(WHAT THE TASK REQUIRES): Write out every line below that includes the word "HashMap".

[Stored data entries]
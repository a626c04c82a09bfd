use core::hash::Hash;
use std::collections::BTreeMap;

use fsv_utils::hash::FixedHashState;

use crate::impls::{self, GenericTypeInfoCell, GenericTypePathCell};
use crate::info::{MapInfo, TypeInfo, TypePath, Typed};
use crate::ops::{Map, MapIter};
use crate::registry::{FromType, GetTypeMeta, TypeMeta, TypeRegistry, TypeTraitDefault};
use crate::Reflect;

type StdHashMap<K, V> = std::collections::HashMap<K, V>;
type FixedHashMap<K, V> = fsv_utils::hash::HashMap<K, V, FixedHashState>;

macro_rules! impl_map {
    ($ty:ident, $module:literal, $ident:literal, $($key_bound:tt)+) => {
        impl<K: TypePath, V: TypePath> TypePath for $ty<K, V> {
            fn type_path() -> &'static str {
                static CELL: GenericTypePathCell = GenericTypePathCell::new();
                CELL.get_or_insert::<Self>(|| {
                    impls::concat(&[
                        $module,
                        "::",
                        $ident,
                        "<",
                        K::type_path(),
                        ", ",
                        V::type_path(),
                        ">",
                    ])
                })
            }

            fn type_name() -> &'static str {
                static CELL: GenericTypePathCell = GenericTypePathCell::new();
                CELL.get_or_insert::<Self>(|| {
                    impls::concat(&[$ident, "<", K::type_name(), ", ", V::type_name(), ">"])
                })
            }

            #[inline]
            fn type_ident() -> &'static str {
                $ident
            }

            #[inline]
            fn module_path() -> Option<&'static str> {
                Some($module)
            }
        }

        impl<K, V> Typed for $ty<K, V>
        where
            K: Reflect + Typed + Default + $($key_bound)+,
            V: Reflect + Typed + Default,
        {
            fn type_info() -> &'static TypeInfo {
                static CELL: GenericTypeInfoCell = GenericTypeInfoCell::new();
                CELL.get_or_insert::<Self>(|| TypeInfo::Map(MapInfo::new::<Self, K, V>()))
            }
        }

        impl<K, V> Reflect for $ty<K, V>
        where
            K: Reflect + Typed + Default + $($key_bound)+,
            V: Reflect + Typed + Default,
        {
            crate::reflection::impl_reflect_cast_fn!(Map);
        }

        impl<K, V> Map for $ty<K, V>
        where
            K: Reflect + Typed + Default + $($key_bound)+,
            V: Reflect + Typed + Default,
        {
            #[inline]
            fn len(&self) -> usize {
                <$ty<K, V>>::len(self)
            }

            fn get(&self, key: &dyn Reflect) -> Option<&dyn Reflect> {
                let key = key.downcast_ref::<K>()?;
                <$ty<K, V>>::get(self, key).map(Reflect::as_reflect)
            }

            fn iter(&self) -> MapIter<'_> {
                Box::new(
                    <$ty<K, V>>::iter(self)
                        .map(|(key, value)| (key.as_reflect(), value.as_reflect())),
                )
            }

            #[inline]
            fn clear(&mut self) {
                <$ty<K, V>>::clear(self);
            }

            #[inline]
            fn new_key(&self) -> Box<dyn Reflect> {
                Box::new(K::default())
            }

            #[inline]
            fn new_value(&self) -> Box<dyn Reflect> {
                Box::new(V::default())
            }

            fn insert_boxed(
                &mut self,
                key: Box<dyn Reflect>,
                value: Box<dyn Reflect>,
            ) -> Result<(), (Box<dyn Reflect>, Box<dyn Reflect>)> {
                if !key.is::<K>() || !value.is::<V>() {
                    return Err((key, value));
                }
                match (key.take::<K>(), value.take::<V>()) {
                    (Ok(key), Ok(value)) => {
                        <$ty<K, V>>::insert(self, key, value);
                        Ok(())
                    }
                    (key, value) => Err((
                        key.map_or_else(|k| k, Reflect::into_boxed_reflect),
                        value.map_or_else(|v| v, Reflect::into_boxed_reflect),
                    )),
                }
            }
        }

        impl<K, V> GetTypeMeta for $ty<K, V>
        where
            K: Reflect + Typed + Default + GetTypeMeta + $($key_bound)+,
            V: Reflect + Typed + Default + GetTypeMeta,
        {
            fn get_type_meta() -> TypeMeta {
                let mut meta = TypeMeta::of::<Self>();
                meta.insert_trait::<TypeTraitDefault>(FromType::<Self>::from_type());
                meta
            }

            fn register_dependencies(registry: &mut TypeRegistry) {
                registry.register::<K>();
                registry.register::<V>();
            }
        }
    };
}

impl_map!(StdHashMap, "std::collections", "HashMap", Eq + Hash);
impl_map!(BTreeMap, "alloc::collections", "BTreeMap", Ord);
impl_map!(FixedHashMap, "fsv_utils::hash", "HashMap", Eq + Hash);

#[cfg(test)]
mod tests {
    use std::collections::BTreeMap;

    use crate::Reflect;
    use crate::info::TypePath;
    use crate::ops::{Map, ReflectMut};

    #[test]
    fn map_paths() {
        assert_eq!(
            BTreeMap::<String, i32>::type_path(),
            "alloc::collections::BTreeMap<alloc::string::String, i32>"
        );
        assert_eq!(
            fsv_utils::hash::HashMap::<u8, u8>::type_path(),
            "fsv_utils::hash::HashMap<u8, u8>"
        );
        assert_eq!(
            std::collections::HashMap::<u8, u8>::type_name(),
            "HashMap<u8, u8>"
        );
    }

    #[test]
    fn insert_boxed_checks_types() {
        let mut map: BTreeMap<String, i32> = BTreeMap::new();
        let value: &mut dyn Reflect = &mut map;
        let ReflectMut::Map(map_mut) = value.reflect_mut() else {
            panic!("not a map");
        };

        assert!(
            map_mut
                .insert_boxed(Box::new(String::from("a")), Box::new(1_i32))
                .is_ok()
        );
        let (key, value) = map_mut
            .insert_boxed(Box::new(1_u8), Box::new(2_i32))
            .unwrap_err();
        assert!(key.is::<u8>());
        assert!(value.is::<i32>());

        let probe = String::from("a");
        assert_eq!(map_mut.get(&probe).unwrap().downcast_ref::<i32>(), Some(&1));
        assert_eq!(map_mut.len(), 1);
        assert_eq!(map.get("a"), Some(&1));
    }
}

(ANSWER TO THIS EXERCISE):
type StdHashMap<K, V> = std::collections::HashMap<K, V>;
type FixedHashMap<K, V> = fsv_utils::hash::HashMap<K, V, FixedHashState>;
impl_map!(StdHashMap, "std::collections", "HashMap", Eq + Hash);
impl_map!(FixedHashMap, "fsv_utils::hash", "HashMap", Eq + Hash);
            fsv_utils::hash::HashMap::<u8, u8>::type_path(),
            "fsv_utils::hash::HashMap<u8, u8>"
            std::collections::HashMap::<u8, u8>::type_name(),
            "HashMap<u8, u8>"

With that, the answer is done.